Il est indéniable que le soutien par une politique monétaire accommodante est nécessaire pour rapprocher le taux d'inflation de notre objectif. D’autre part, il est clair pour moi que le bas niveau actuel des taux directeurs ne peut durer indéfiniment. Le Conseil des gouverneurs de la BCE ne doit pas perdre de vue la sortie de la politique monétaire accommodante, car celle-ci comporte également des risques et des effets secondaires.

Un aspect qui n’est parfois pas suffisamment pris en compte est celui de l’économie réelle. Des études antérieures ont fait apparaître que l’allocation erronée de capitaux dans des pays d’Europe du sud a augmenté depuis le début des années 2000.[2] Une récente étude menée par des collègues néerlandais indique maintenant cela également pour notre pays voisin.[3] Selon cette étude, les entreprises à faible productivité recevraient quasiment une subvention sur le capital et produiraient donc davantage qu’il en faut. Cela freine la productivité de l’économie dans son ensemble.

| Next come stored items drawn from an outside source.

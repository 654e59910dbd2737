//! # untmod
//!
//! A Rust utility for listing and extracting TMOD mod-package archives.
//!
//! This library provides functionality to read TMOD archives: validating
//! the header, decoding the file table, and extracting individual file
//! payloads on demand. Payloads are either stored verbatim or compressed
//! as raw deflate streams, and offsets into the archive are reconstructed
//! from the table since the format never stores them explicitly.
//!
//! ## Features
//!
//! - Open TMOD archives from the filesystem or any seekable source
//! - List contained entries with their sizes without touching payloads
//! - Extract entries by name, with lazy per-entry decompression
//! - Extract the mod's main assembly via the `{mod name}.dll` convention
//! - Distinct, matchable error kinds for every failure mode
//!
//! ## Example
//!
//! ```no_run
//! use std::path::Path;
//! use untmod::TmodArchive;
//!
//! fn main() -> untmod::Result<()> {
//!     // Open and validate an archive
//!     let mut archive = TmodArchive::open(Path::new("ExampleMod.tmod"))?;
//!
//!     // List all entries in the archive
//!     for entry in archive.entries() {
//!         println!("{} ({} bytes)", entry.name, entry.length);
//!     }
//!
//!     // Extract one entry's uncompressed payload
//!     let info = archive.extract("Info")?;
//!     println!("Info is {} bytes", info.len());
//!
//!     Ok(())
//! }
//! ```

pub mod cli;
pub mod error;
pub mod tmod;

pub use cli::Cli;
pub use error::{Error, Result};
pub use tmod::{ArchiveHeader, FileEntry, ModVersion, TmodArchive, TmodParser};
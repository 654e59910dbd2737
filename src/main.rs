//! Main entry point for the untmod CLI application.
//!
//! This binary provides a command-line interface for listing and extracting
//! TMOD mod-package archives from the local filesystem.

use anyhow::Result;
use clap::Parser;
use std::fs;
use std::io::Write;
use std::path::{Path, PathBuf};

use untmod::{Cli, FileEntry, TmodArchive};

/// Application entry point.
///
/// Parses command-line arguments, opens the archive and dispatches to
/// listing or extraction.
fn main() -> Result<()> {
    let cli = Cli::parse();

    let mut archive = TmodArchive::open(Path::new(&cli.file))?;
    process_archive(&mut archive, &cli)?;
    archive.close();

    Ok(())
}

/// Process a TMOD archive based on CLI options.
///
/// This function handles both listing and extraction modes:
/// - List mode (`-l` or `-v`): Display archive contents
/// - Main assembly mode (`--main`): Extract the `{mod name}.dll` entry
/// - Extract mode: Extract entries matching the specified filters
fn process_archive<R: std::io::Read + std::io::Seek>(
    archive: &mut TmodArchive<R>,
    cli: &Cli,
) -> Result<()> {
    // List mode: display archive contents and exit
    if cli.list || cli.verbose {
        return list_entries(archive, cli.verbose);
    }

    // Main assembly mode: a single derived entry name
    if cli.main_assembly {
        let name = archive.header().main_assembly_name();
        let entry = archive
            .entry(&name)
            .cloned()
            .ok_or_else(|| untmod::Error::EntryNotFound(name))?;
        return extract_entry(archive, &entry, cli, false);
    }

    // Extract mode: select entries matching the positional filters.
    // Entries are cloned up front because extraction needs the handle
    // mutably.
    let selected: Vec<FileEntry> = archive
        .entries()
        .iter()
        .filter(|e| {
            if cli.entries.is_empty() {
                return true;
            }
            cli.entries.iter().any(|pattern| {
                if has_glob_chars(pattern) {
                    // Pattern contains wildcards: use glob matching
                    glob_match(pattern, &e.name)
                } else {
                    // No wildcards: exact match on entry name or basename
                    let basename = Path::new(&e.name)
                        .file_name()
                        .map(|s| s.to_string_lossy())
                        .unwrap_or_default();
                    e.name == *pattern || basename == *pattern
                }
            })
        })
        .cloned()
        .collect();

    let multiple_entries = cli.pipe && selected.len() > 1;
    for entry in &selected {
        extract_entry(archive, entry, cli, multiple_entries)?;
    }

    Ok(())
}

/// List entries in the TMOD archive.
///
/// Supports two output formats:
/// - Simple format (`-l`): Just entry names, one per line
/// - Verbose format (`-v`): Mod info plus a table with sizes and
///   compression ratios
fn list_entries<R: std::io::Read + std::io::Seek>(
    archive: &TmodArchive<R>,
    verbose: bool,
) -> Result<()> {
    if verbose {
        let header = archive.header();
        println!(
            "Mod: {} v{} (built with tools {})",
            header.name, header.version, header.tool_version
        );
        println!("{:>10}  {:>10}  {:>5}  Name", "Length", "Size", "Cmpr");
        println!("{}", "-".repeat(50));
    }

    // Track totals for summary line
    let mut total_uncompressed = 0u64;
    let mut total_compressed = 0u64;

    for entry in archive.entries() {
        if verbose {
            let ratio = ratio_percent(entry.length as u64, entry.compressed_length as u64);

            println!(
                "{:>10}  {:>10}  {}  {}",
                entry.length, entry.compressed_length, ratio, entry.name
            );

            total_uncompressed += entry.length as u64;
            total_compressed += entry.compressed_length as u64;
        } else {
            // Simple format: just the entry name
            println!("{}", entry.name);
        }
    }

    // Print summary line in verbose mode
    if verbose {
        println!("{}", "-".repeat(50));
        let total_ratio = ratio_percent(total_uncompressed, total_compressed);
        println!(
            "{:>10}  {:>10}  {}  {} entries",
            total_uncompressed,
            total_compressed,
            total_ratio,
            archive.entries().len()
        );
    }

    Ok(())
}

/// Extract a single entry from the archive.
///
/// Handles the extraction options:
/// - Pipe mode (`-p`): Write to stdout instead of a file
/// - Custom output directory (`-d`): Extract into the given directory
/// - Overwrite control (`-n`, `-o`): Handle existing files
fn extract_entry<R: std::io::Read + std::io::Seek>(
    archive: &mut TmodArchive<R>,
    entry: &FileEntry,
    cli: &Cli,
    show_name: bool,
) -> Result<()> {
    // Pipe mode: write payload directly to stdout
    if cli.pipe {
        let payload = archive.extract(&entry.name)?;
        let mut stdout = std::io::stdout().lock();
        if show_name {
            writeln!(stdout, "--- {} ---", entry.name)?;
        }
        stdout.write_all(&payload)?;
        return Ok(());
    }

    // Entry names may carry archive-internal path separators
    let output_path = match &cli.extract_dir {
        Some(dir) => PathBuf::from(dir).join(&entry.name),
        None => PathBuf::from(&entry.name),
    };

    // Handle existing files based on overwrite options
    if output_path.exists() {
        if cli.never_overwrite || !cli.overwrite {
            if !cli.is_quiet() {
                let hint = if cli.never_overwrite {
                    "file exists"
                } else {
                    "use -o to overwrite"
                };
                eprintln!("Skipping: {} ({hint})", entry.name);
            }
            return Ok(());
        }
    }

    if !cli.is_quiet() {
        println!("  extracting: {}", entry.name);
    }

    let payload = archive.extract(&entry.name)?;

    if let Some(parent) = output_path.parent() {
        if !parent.as_os_str().is_empty() {
            fs::create_dir_all(parent)?;
        }
    }
    fs::write(&output_path, payload)?;

    Ok(())
}

/// Percentage of space saved by compression.
///
/// Clamped at 0%: deflate can expand incompressible payloads, giving a
/// compressed length larger than the uncompressed one.
fn ratio_percent(length: u64, compressed: u64) -> String {
    let saved = if length > 0 {
        100u64.saturating_sub(compressed * 100 / length)
    } else {
        0
    };
    format!("{saved:>4}%")
}

/// Check if a pattern contains glob wildcard characters (`*` or `?`).
fn has_glob_chars(pattern: &str) -> bool {
    pattern.contains('*') || pattern.contains('?')
}

/// Simple glob pattern matching supporting `*` and `?` wildcards.
///
/// - `*` matches zero or more characters
/// - `?` matches exactly one character
fn glob_match(pattern: &str, text: &str) -> bool {
    let pattern_chars: Vec<char> = pattern.chars().collect();
    let text_chars: Vec<char> = text.chars().collect();

    // Backtracking matcher; the star branch tries consuming zero characters
    // first, then one more at a time.
    fn do_match(pattern: &[char], text: &[char]) -> bool {
        match (pattern.first(), text.first()) {
            (None, None) => true,
            (Some('*'), _) => {
                do_match(&pattern[1..], text) || (!text.is_empty() && do_match(pattern, &text[1..]))
            }
            (Some('?'), Some(_)) => do_match(&pattern[1..], &text[1..]),
            (Some(p), Some(t)) if *p == *t => do_match(&pattern[1..], &text[1..]),
            _ => false,
        }
    }

    do_match(&pattern_chars, &text_chars)
}

#[cfg(test)]
mod tests {
    use super::{glob_match, ratio_percent};

    #[test]
    fn ratio_clamps_when_compression_expanded_the_payload() {
        assert_eq!(ratio_percent(10, 20), "   0%");
        assert_eq!(ratio_percent(100, 25), "  75%");
        assert_eq!(ratio_percent(13, 13), "   0%");
        assert_eq!(ratio_percent(0, 0), "   0%");
    }

    #[test]
    fn glob_matches_wildcards() {
        assert!(glob_match("*.json", "info.json"));
        assert!(glob_match("Content/*", "Content/Items/Sword.png"));
        assert!(glob_match("file?.dat", "file1.dat"));
        assert!(!glob_match("*.json", "TestMod.dll"));
    }
}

D’autres travaux se penchent sur la manière dont des crédits peu chers peuvent contribuer à maintenir des entreprises sur le marché qui en seraient autrement expulsées[4]. Cela peut mener à des capacités excédentaires et exercer une pression à la baisse sur les prix. Une récente étude parvient à la conclusion qu’un tel canal pourrait être pertinent pour l’Europe.[5]

L’environnement de taux bas peut créer des incitations qui contribuent à ce que les entreprises improductives se maintiennent sur le marché. Un lien de causalité n’est cependant pas encore suffisamment prouvé. C’est pourquoi il s’agit pour moi jusqu’à présent d’un risque.

En ce qui concerne l'Allemagne, une étude de la Bundesbank est parvenue il y a quelque temps à la conclusion que l’importance d’entreprises peu productives et peu concurrentielles qui devraient en fait disparaître du marché était faible et n’avait pas augmenté dans l’environnement de taux bas qui prévaut depuis quelques années.[6] Selon nos experts, cette évaluation est toujours valable.

4 Stratégie en matière de politique monétaire

Indépendamment des questions concernant l’orientation de la politique monétaire, le Conseil des gouverneurs de la BCE doit également traiter d’autres questions au cours de cette année. Il procède en effet à une évaluation de sa stratégie de politique monétaire. Le coup d’envoi a été donné il y a environ un mois.

Ces dernières années, la Bundesbank a déjà intensifié ses contacts avec la population et élaboré différents formats à cette fin. Les citoyens sont désormais invités à s’exprimer sur notre site web sur l’évaluation de la stratégie de politique monétaire.

En réalité, il ne s’agit que d’une question : comment pouvons-nous remplir au mieux notre mandat, à savoir d’assurer la stabilité des prix pour les citoyens dans la zone euro ?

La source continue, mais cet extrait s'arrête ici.